▸ **What the task requires**: Check each line of the records below for the string "chunks", then state how many lines contain it, with no other output.

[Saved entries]
--*--

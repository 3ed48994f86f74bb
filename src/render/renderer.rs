use ratatui::{
    Frame,
    layout::{Alignment, Constraint, Direction, Layout, Rect},
    style::{Color, Modifier, Style},
    text::{Line, Span},
    widgets::{Block, BorderType, Borders, Clear, Paragraph},
};

use crate::game::{GameState, Position};
use crate::metrics::GameMetrics;

/// Size of the game-over box drawn over the final board
const GAME_OVER_WIDTH: u16 = 36;
const GAME_OVER_HEIGHT: u16 = 9;

pub struct Renderer;

impl Renderer {
    pub fn new() -> Self {
        Self
    }

    pub fn render(&self, frame: &mut Frame, state: &GameState, metrics: &GameMetrics) {
        let chunks = Layout::default()
            .direction(Direction::Vertical)
            .constraints([
                Constraint::Length(3), // Header
                Constraint::Min(0),    // Game area
                Constraint::Length(3), // Footer
            ])
            .split(frame.area());

        frame.render_widget(self.render_stats(state, metrics), chunks[0]);

        // The final board stays visible under the game-over box
        frame.render_widget(self.render_grid(state), chunks[1]);
        if state.game_over {
            let popup = centered(chunks[1], GAME_OVER_WIDTH, GAME_OVER_HEIGHT);
            frame.render_widget(Clear, popup);
            frame.render_widget(self.render_game_over(state, metrics), popup);
        }

        frame.render_widget(self.render_controls(), chunks[2]);
    }

    fn render_grid(&self, state: &GameState) -> Paragraph<'_> {
        let cell = state.cell_size;
        let mut lines = Vec::new();

        for row in 0..state.height / cell {
            let mut spans = Vec::new();

            for col in 0..state.width / cell {
                let pos = Position::new(col * cell, row * cell);

                let span = if pos == state.snake.head() {
                    Span::styled(
                        "■ ",
                        Style::default()
                            .fg(Color::Cyan)
                            .add_modifier(Modifier::BOLD),
                    )
                } else if state.snake.contains(pos) {
                    Span::styled("□ ", Style::default().fg(Color::Green))
                } else if pos == state.food {
                    Span::styled(
                        "O ",
                        Style::default().fg(Color::Red).add_modifier(Modifier::BOLD),
                    )
                } else {
                    Span::styled(". ", Style::default().fg(Color::DarkGray))
                };

                spans.push(span);
            }

            lines.push(Line::from(spans));
        }

        Paragraph::new(lines)
            .block(
                Block::default()
                    .borders(Borders::ALL)
                    .border_type(BorderType::Double)
                    .border_style(Style::default().fg(Color::White))
                    .title(" Snake "),
            )
            .alignment(Alignment::Center)
    }

    fn render_stats(&self, state: &GameState, metrics: &GameMetrics) -> Paragraph<'_> {
        let label = Style::default().fg(Color::Yellow);
        let value = Style::default().fg(Color::White);

        let text = vec![Line::from(vec![
            Span::styled("Score: ", label),
            Span::styled(state.score.to_string(), value.add_modifier(Modifier::BOLD)),
            Span::raw("    "),
            Span::styled("Length: ", label),
            Span::styled(state.snake.len().to_string(), value),
            Span::raw("    "),
            Span::styled("Tick: ", label),
            Span::styled(format!("{}ms", state.speed.as_millis()), value),
            Span::raw("    "),
            Span::styled("Best: ", label),
            Span::styled(metrics.high_score.to_string(), value),
            Span::raw("    "),
            Span::styled("Time: ", label),
            Span::styled(metrics.format_time(), value),
        ])];

        Paragraph::new(text).alignment(Alignment::Center)
    }

    fn render_game_over(&self, state: &GameState, metrics: &GameMetrics) -> Paragraph<'_> {
        let text = vec![
            Line::from(""),
            Line::from(vec![Span::styled(
                "GAME OVER",
                Style::default().fg(Color::Red).add_modifier(Modifier::BOLD),
            )]),
            Line::from(""),
            Line::from(vec![
                Span::styled("Final Score: ", Style::default().fg(Color::Yellow)),
                Span::styled(
                    state.score.to_string(),
                    Style::default()
                        .fg(Color::White)
                        .add_modifier(Modifier::BOLD),
                ),
            ]),
            Line::from(vec![
                Span::styled("Rounds played: ", Style::default().fg(Color::Yellow)),
                Span::styled(
                    metrics.rounds_played.to_string(),
                    Style::default().fg(Color::White),
                ),
            ]),
            Line::from(""),
            Line::from(vec![
                Span::styled("Press ", Style::default().fg(Color::Gray)),
                Span::styled(
                    "R",
                    Style::default()
                        .fg(Color::Green)
                        .add_modifier(Modifier::BOLD),
                ),
                Span::styled(" to Restart or ", Style::default().fg(Color::Gray)),
                Span::styled(
                    "Q",
                    Style::default().fg(Color::Red).add_modifier(Modifier::BOLD),
                ),
                Span::styled(" to quit", Style::default().fg(Color::Gray)),
            ]),
        ];

        Paragraph::new(text).alignment(Alignment::Center).block(
            Block::default()
                .borders(Borders::ALL)
                .border_style(Style::default().fg(Color::Red)),
        )
    }

    fn render_controls(&self) -> Paragraph<'_> {
        let text = vec![Line::from(vec![
            Span::styled("↑↓←→", Style::default().fg(Color::Cyan)),
            Span::raw(" or "),
            Span::styled("WASD", Style::default().fg(Color::Cyan)),
            Span::raw(" to move | "),
            Span::styled("R", Style::default().fg(Color::Green)),
            Span::raw(" to restart after game over | "),
            Span::styled("Q", Style::default().fg(Color::Red)),
            Span::raw(" to quit"),
        ])];

        Paragraph::new(text).alignment(Alignment::Center)
    }
}

fn centered(area: Rect, width: u16, height: u16) -> Rect {
    let width = width.min(area.width);
    let height = height.min(area.height);
    Rect::new(
        area.x + (area.width - width) / 2,
        area.y + (area.height - height) / 2,
        width,
        height,
    )
}

impl Default for Renderer {
    fn default() -> Self {
        Self::new()
    }
}

#[cfg(test)]
mod tests {
    use super::*;
    use crate::game::{Direction, Snake};
    use ratatui::{Terminal, backend::TestBackend};
    use std::time::Duration;

    fn screen_text(state: &GameState) -> String {
        let mut terminal = Terminal::new(TestBackend::new(100, 20)).unwrap();
        let metrics = GameMetrics::new();
        terminal
            .draw(|frame| Renderer::new().render(frame, state, &metrics))
            .unwrap();
        terminal
            .backend()
            .buffer()
            .content()
            .iter()
            .map(|cell| cell.symbol())
            .collect()
    }

    fn small_state() -> GameState {
        GameState::new(
            Snake::new(Position::new(40, 0), Direction::Right),
            Position::new(0, 0),
            100,
            100,
            20,
            Duration::from_millis(150),
        )
    }

    #[test]
    fn test_playing_screen() {
        let text = screen_text(&small_state());
        assert!(text.contains("Score: 0"));
        assert!(text.contains("150ms"));
        assert!(text.contains("■"));
        assert!(text.contains("O"));
        assert!(!text.contains("GAME OVER"));
        assert!(text.contains("R to restart"));
    }

    #[test]
    fn test_game_over_screen() {
        let mut state = small_state();
        state.game_over = true;
        state.score = 30;
        let text = screen_text(&state);
        assert!(text.contains("GAME OVER"));
        assert!(text.contains("Final Score: 30"));
        assert!(text.contains("Press R to Restart"));
        // drawn over the board, not instead of it
        assert!(text.contains("■"));
        assert!(text.contains(" Snake "));
    }
}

--*--

▸ **Reply to the exercise**: 5